I was born and spent my early years in Houston, and I lived there again in several stretches as an adult, so I know a thing or two about humidity. I know what it’s like to wear dry clothing before opening the front door and to be wet when entering the car. I know what it’s like to glisten like Bruce Willis does after chase scenes, except without chasing anyone. I know what it’s like to go around with a thin exoskeleton of grime, even when I’ve recently bathed.
In the summer of 1990 I was selling suits at a Houston department store. The phone rang one morning and a man with a heavy German accent asked if we had any lightweight suits in a 56 Long. That is a very large suit size — we’re talking 1970s Orson Welles large — and beyond the range of most department store stock. I told the caller apologetically that we did not have suits that large and gave him the number of a big-and-tall store nearby. The caller zanked me.
It occurred to me that I had just spoken to someone on the staff of German chancellor Helmut Kohl, who was in town for the G7 economic summit hosted by then-president George H.W. Bush. It might very well have been the chancellor himself who called, but I’ll likely never know because he died last year, not that we were likely to encounter each other anyway. Chancellor Kohl was a husky fellow, and I could imagine someone coming from northern Europe, as he did, being caught off guard by Houston weather.
I looked it up just now, and on July 9, 1990, the summit’s first day, Houston’s high temperature was 93 degrees and the humidity was 87 percent. The outdoor welcome party the night before, thrown by the U.S. president at Rice University, featured armadillo races and cacti made of Styrofoam. One can easily imagine Herr Kohl zinking, “Ach! I must find a lighter suit!” while watching armadillos run about in the soppy Houston air. The armadillos probably weren’t any too pleased about the situation, either.

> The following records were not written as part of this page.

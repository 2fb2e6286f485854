//! Internal Diesel row structs for database operations.
//!
//! These types are implementation details of the persistence layer and must
//! never be exposed to the domain.

use chrono::{DateTime, Utc};
use diesel::prelude::*;
use uuid::Uuid;

use super::schema::{breeds, pets, users};

/// Row struct for reading from the users table.
#[derive(Debug, Clone, Queryable, Selectable)]
#[diesel(table_name = users)]
#[diesel(check_for_backend(diesel::pg::Pg))]
pub(crate) struct UserRow {
    pub id: Uuid,
    pub name: String,
    pub email: String,
    pub password_hash: String,
}

/// Insertable struct for creating user records.
#[derive(Debug, Clone, Insertable)]
#[diesel(table_name = users)]
pub(crate) struct NewUserRow<'a> {
    pub id: Uuid,
    pub name: &'a str,
    pub email: &'a str,
    pub password_hash: &'a str,
}

/// Changeset for profile updates.
#[derive(Debug, Clone, AsChangeset)]
#[diesel(table_name = users)]
pub(crate) struct UserUpdate<'a> {
    pub name: &'a str,
    pub email: &'a str,
    pub password_hash: &'a str,
}

/// Row struct for reading from the pets table.
#[derive(Debug, Clone, Queryable, Selectable)]
#[diesel(table_name = pets)]
#[diesel(check_for_backend(diesel::pg::Pg))]
pub(crate) struct PetRow {
    pub id: Uuid,
    pub owner_user_id: Uuid,
    pub name: String,
    pub age: i16,
    pub species: String,
    pub breed: String,
    pub owner_name: String,
    pub owner_contact: String,
    pub image: Option<String>,
    pub created_at: DateTime<Utc>,
    pub updated_at: DateTime<Utc>,
}

/// Insertable struct for creating pet records.
#[derive(Debug, Clone, Insertable)]
#[diesel(table_name = pets)]
pub(crate) struct NewPetRow<'a> {
    pub id: Uuid,
    pub owner_user_id: Uuid,
    pub name: &'a str,
    pub age: i16,
    pub species: &'a str,
    pub breed: &'a str,
    pub owner_name: &'a str,
    pub owner_contact: &'a str,
    pub image: Option<&'a str>,
    pub created_at: DateTime<Utc>,
    pub updated_at: DateTime<Utc>,
}

/// Changeset for the client-controlled pet fields.
///
/// `image` is written even when `None` so clearing it sticks.
#[derive(Debug, Clone, AsChangeset)]
#[diesel(table_name = pets)]
#[diesel(treat_none_as_null = true)]
pub(crate) struct PetUpdate<'a> {
    pub name: &'a str,
    pub age: i16,
    pub species: &'a str,
    pub breed: &'a str,
    pub owner_name: &'a str,
    pub owner_contact: &'a str,
    pub image: Option<&'a str>,
    pub updated_at: DateTime<Utc>,
}

/// Row struct for the breeds table; used for reads and inserts.
#[derive(Debug, Clone, Queryable, Selectable, Insertable)]
#[diesel(table_name = breeds)]
#[diesel(check_for_backend(diesel::pg::Pg))]
pub(crate) struct BreedRow {
    pub name: String,
    pub species: String,
}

But for all my experience with the grotesqueness of Houston’s climate, and as much as I might have thought in 2014 that I knew what there was to know about humidity, I was wrong. I learned just how wrong I was after I moved to southwest Mississippi in 2015.

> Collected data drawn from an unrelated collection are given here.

//! Domain-level error types.
//!
//! These errors are transport agnostic. Inbound adapters map them to HTTP
//! responses; the payload doubles as the JSON error envelope.

use serde::{Deserialize, Serialize};
use serde_json::Value;

use super::TraceId;

/// Stable machine-readable error code describing the failure category.
#[derive(Debug, Clone, Copy, PartialEq, Eq, Hash, Serialize, Deserialize)]
#[non_exhaustive]
#[serde(rename_all = "snake_case")]
pub enum ErrorCode {
    /// The request is malformed or fails validation.
    InvalidRequest,
    /// No verified identity accompanies the request.
    Unauthorized,
    /// The identity is verified but does not own the target record.
    Forbidden,
    /// The requested resource does not exist.
    NotFound,
    /// The email address already belongs to another account.
    EmailTaken,
    /// A sensitive profile change lacks a valid current password.
    ReauthRequired,
    /// A backing service is temporarily unreachable.
    ServiceUnavailable,
    /// An unexpected error occurred inside the domain.
    InternalError,
}

/// Domain error payload.
///
/// ## Invariants
/// - `message` must be non-empty once trimmed of whitespace.
/// - `trace_id`, when present, must be non-empty.
///
/// Constructors capture the [`TraceId`] in scope so responses can be
/// correlated with logs.
///
/// # Examples
/// ```
/// use pet_registry::domain::{Error, ErrorCode};
///
/// let err = Error::not_found("pet not found");
/// assert_eq!(err.code(), ErrorCode::NotFound);
/// ```
#[derive(Debug, Clone, PartialEq, Serialize, Deserialize)]
#[serde(rename_all = "camelCase")]
#[serde(try_from = "ErrorDto", into = "ErrorDto")]
pub struct Error {
    code: ErrorCode,
    message: String,
    trace_id: Option<String>,
    details: Option<Value>,
}

/// Validation errors emitted by the constructors.
#[derive(Debug, Clone, PartialEq, Eq)]
pub enum ErrorValidationError {
    EmptyMessage,
    EmptyTraceId,
}

impl std::fmt::Display for ErrorValidationError {
    fn fmt(&self, f: &mut std::fmt::Formatter<'_>) -> std::fmt::Result {
        match self {
            Self::EmptyMessage => write!(f, "error message must not be empty"),
            Self::EmptyTraceId => write!(f, "trace identifier must not be empty"),
        }
    }
}

impl std::error::Error for ErrorValidationError {}

impl Error {
    /// Create a new error, panicking if validation fails.
    ///
    /// Only use with literal or otherwise known non-empty messages.
    pub fn new(code: ErrorCode, message: impl Into<String>) -> Self {
        match Self::try_new(code, message) {
            Ok(value) => value,
            Err(err) => panic!("error messages must satisfy validation: {err}"),
        }
    }

    /// Fallible constructor that validates the message content.
    pub fn try_new(code: ErrorCode, message: impl Into<String>) -> Result<Self, ErrorValidationError> {
        let message = message.into();
        if message.trim().is_empty() {
            return Err(ErrorValidationError::EmptyMessage);
        }
        Ok(Self {
            code,
            message,
            trace_id: TraceId::current().map(|id| id.to_string()),
            details: None,
        })
    }

    /// Stable machine-readable error code.
    pub fn code(&self) -> ErrorCode {
        self.code
    }

    /// Human-readable message returned to adapters.
    pub fn message(&self) -> &str {
        self.message.as_str()
    }

    /// Correlation identifier, if one was in scope at construction.
    pub fn trace_id(&self) -> Option<&str> {
        self.trace_id.as_deref()
    }

    /// Supplementary error details for adapters.
    pub fn details(&self) -> Option<&Value> {
        self.details.as_ref()
    }

    /// Attach a trace identifier, panicking on blank input.
    pub fn with_trace_id(self, trace_id: impl Into<String>) -> Self {
        match self.try_with_trace_id(trace_id) {
            Ok(value) => value,
            Err(err) => panic!("trace identifiers must satisfy validation: {err}"),
        }
    }

    /// Attach a trace identifier, rejecting blank input.
    pub fn try_with_trace_id(
        mut self,
        trace_id: impl Into<String>,
    ) -> Result<Self, ErrorValidationError> {
        let trace_id = trace_id.into();
        if trace_id.trim().is_empty() {
            return Err(ErrorValidationError::EmptyTraceId);
        }
        self.trace_id = Some(trace_id);
        Ok(self)
    }

    /// Attach structured details to the error.
    ///
    /// # Examples
    /// ```
    /// use pet_registry::domain::{Error, ErrorCode};
    /// use serde_json::json;
    ///
    /// let err = Error::invalid_request("bad")
    ///     .with_details(json!({ "field": "name" }));
    /// assert!(err.details().is_some());
    /// ```
    pub fn with_details(mut self, details: Value) -> Self {
        self.details = Some(details);
        self
    }

    /// Convenience constructor for [`ErrorCode::InvalidRequest`].
    pub fn invalid_request(message: impl Into<String>) -> Self {
        Self::new(ErrorCode::InvalidRequest, message)
    }

    /// Convenience constructor for [`ErrorCode::Unauthorized`].
    pub fn unauthorized(message: impl Into<String>) -> Self {
        Self::new(ErrorCode::Unauthorized, message)
    }

    /// Convenience constructor for [`ErrorCode::Forbidden`].
    pub fn forbidden(message: impl Into<String>) -> Self {
        Self::new(ErrorCode::Forbidden, message)
    }

    /// Convenience constructor for [`ErrorCode::NotFound`].
    pub fn not_found(message: impl Into<String>) -> Self {
        Self::new(ErrorCode::NotFound, message)
    }

    /// Convenience constructor for [`ErrorCode::EmailTaken`].
    pub fn email_taken(message: impl Into<String>) -> Self {
        Self::new(ErrorCode::EmailTaken, message)
    }

    /// Convenience constructor for [`ErrorCode::ReauthRequired`].
    pub fn reauth_required(message: impl Into<String>) -> Self {
        Self::new(ErrorCode::ReauthRequired, message)
    }

    /// Convenience constructor for [`ErrorCode::ServiceUnavailable`].
    pub fn service_unavailable(message: impl Into<String>) -> Self {
        Self::new(ErrorCode::ServiceUnavailable, message)
    }

    /// Convenience constructor for [`ErrorCode::InternalError`].
    pub fn internal(message: impl Into<String>) -> Self {
        Self::new(ErrorCode::InternalError, message)
    }
}

impl std::fmt::Display for Error {
    fn fmt(&self, f: &mut std::fmt::Formatter<'_>) -> std::fmt::Result {
        write!(f, "{}", self.message)
    }
}

impl std::error::Error for Error {}

#[derive(Debug, Clone, Serialize, Deserialize)]
#[serde(rename_all = "camelCase")]
pub(crate) struct ErrorDto {
    pub(crate) code: ErrorCode,
    pub(crate) message: String,
    #[serde(skip_serializing_if = "Option::is_none")]
    pub(crate) trace_id: Option<String>,
    #[serde(skip_serializing_if = "Option::is_none")]
    pub(crate) details: Option<Value>,
}

impl From<Error> for ErrorDto {
    fn from(value: Error) -> Self {
        Self {
            code: value.code,
            message: value.message,
            trace_id: value.trace_id,
            details: value.details,
        }
    }
}

impl TryFrom<ErrorDto> for Error {
    type Error = ErrorValidationError;

    fn try_from(value: ErrorDto) -> Result<Self, Self::Error> {
        let ErrorDto {
            code,
            message,
            trace_id,
            details,
        } = value;

        let mut error = Error::try_new(code, message)?;
        // Deserialised payloads carry their own trace, never the ambient one.
        error.trace_id = None;
        if let Some(id) = trace_id {
            error = error.try_with_trace_id(id)?;
        }
        error.details = details;
        Ok(error)
    }
}
//! Tests for HTTP error mapping.

use super::*;
use actix_web::body::to_bytes;
use rstest::rstest;
use serde_json::{Value, json};

const TRACE_ID: &str = "00000000-0000-0000-0000-000000000000";

#[rstest]
#[case(Error::invalid_request("bad"), StatusCode::BAD_REQUEST)]
#[case(Error::email_taken("taken"), StatusCode::BAD_REQUEST)]
#[case(Error::unauthorized("no auth"), StatusCode::UNAUTHORIZED)]
#[case(Error::forbidden("denied"), StatusCode::FORBIDDEN)]
#[case(Error::reauth_required("prove it"), StatusCode::FORBIDDEN)]
#[case(Error::not_found("missing"), StatusCode::NOT_FOUND)]
#[case(Error::service_unavailable("down"), StatusCode::SERVICE_UNAVAILABLE)]
#[case(Error::internal("boom"), StatusCode::INTERNAL_SERVER_ERROR)]
fn status_code_matches_error_code(#[case] error: Error, #[case] status: StatusCode) {
    assert_eq!(ResponseError::status_code(&error), status);
}

async fn body_of(error: &Error) -> (HttpResponse<()>, Value) {
    let (head, body) = ResponseError::error_response(error).into_parts();
    let bytes = to_bytes(body).await.expect("read error body");
    let json = serde_json::from_slice(&bytes).expect("error body is JSON");
    (head, json)
}

#[rstest]
#[actix_web::test]
async fn internal_errors_are_redacted_but_keep_trace_id() {
    let error = Error::internal("database password is hunter2")
        .with_trace_id(TRACE_ID)
        .with_details(json!({"secret": "x"}));

    let (response, body) = body_of(&error).await;

    assert_eq!(
        response
            .headers()
            .get(TRACE_ID_HEADER)
            .and_then(|value| value.to_str().ok()),
        Some(TRACE_ID)
    );
    assert_eq!(body["code"], "internal_error");
    assert_eq!(body["message"], "Internal server error");
    assert_eq!(body["traceId"], TRACE_ID);
    assert!(body.get("details").is_none());
}

#[rstest]
#[actix_web::test]
async fn client_errors_keep_message_and_details() {
    let error = Error::reauth_required("current password is incorrect")
        .with_details(json!({"code": "incorrect_current_password"}));

    let (response, body) = body_of(&error).await;

    assert!(response.headers().get(TRACE_ID_HEADER).is_none());
    assert_eq!(body["code"], "reauth_required");
    assert_eq!(body["message"], "current password is incorrect");
    assert_eq!(body["details"]["code"], "incorrect_current_password");
}

#[actix_web::test]
async fn malformed_json_bodies_use_the_error_envelope() {
    use actix_web::{App, test, web};

    let app = test::init_service(
        App::new()
            .app_data(json_config())
            .route(
                "/",
                web::post().to(|_: web::Json<Value>| async { HttpResponse::Ok().finish() }),
            ),
    )
    .await;
    let request = test::TestRequest::post()
        .uri("/")
        .insert_header(("content-type", "application/json"))
        .set_payload("{not json")
        .to_request();

    let response = test::call_service(&app, request).await;
    assert_eq!(response.status(), StatusCode::BAD_REQUEST);
    let body: Value = test::read_body_json(response).await;
    assert_eq!(body["code"], "invalid_request");
    assert_eq!(body["details"]["code"], "invalid_json");
}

One of the situations in which baldness is a virtue is when you’re in humidity. I can’t imagine going around in Mississippi between March and November with the equivalent of a coonskin cap on my head.
I haven’t really cared to know more about humidity, but if I am to remain the reliable source of solid scientific knowledge on which so many of my readers depend, then it made sense to go to the trouble of broadening my own knowledge.
An internet search led me to an article on the PBS News Hour website called “8 things you didn’t know about humidity.” All those lower-case words startled me, considering the august reputation of that particular news show, but I read on.
I learned that the highest recorded dew point temperature is 95, and it happened in Saudi Arabia. I have never gotten my head around what a dew point is — don’t write; I don’t care — but the highest was in Saudi Arabia. I also learned that New York stinks in the summer because we humans detect smells better in damp environments. Surely other cities stink in the summer for the same reason, but isn’t it funny that we never hear choruses of, “It sure does stink in Harrisburg in the summer!”
News Hour also claims that “Humidity brought us tonal language,” but I have nothing to add there because I didn’t read that part of the article because it didn’t sound very interesting. What was interesting was the next part.
When it comes to wet heat in the insect world, it’s the little guy that thrives. Goggy Davidowitz, an entomologist at the University of Arizona explains that smaller bugs are more likely to dehydrate because they have a larger surface area relative to their whole body size. Because most bugs are small, and humidity increases survivorship, insects seek moist climates, Davidowitz said.
Setting aside momentarily the fact that there is in the world an otherwise serious-sounding person named “Goggy,” as well as the aggravatingly absent comma after “Arizona,” I was disturbed to realize that I live in Bug Heaven. As if the humidity itself weren’t torment enough, Mississippi is a literal breeding ground for creatures whose sole purpose in life is to annoy me.
To be clear, it is only mosquitos and roaches that I hate. But that doesn’t mean I’m exactly in love with June Bugs, gnats and the little moths that fly into your mouth at dusk when you want to gulp only some Chardonnay that came out of a box.
I might need to rethink Mississippi.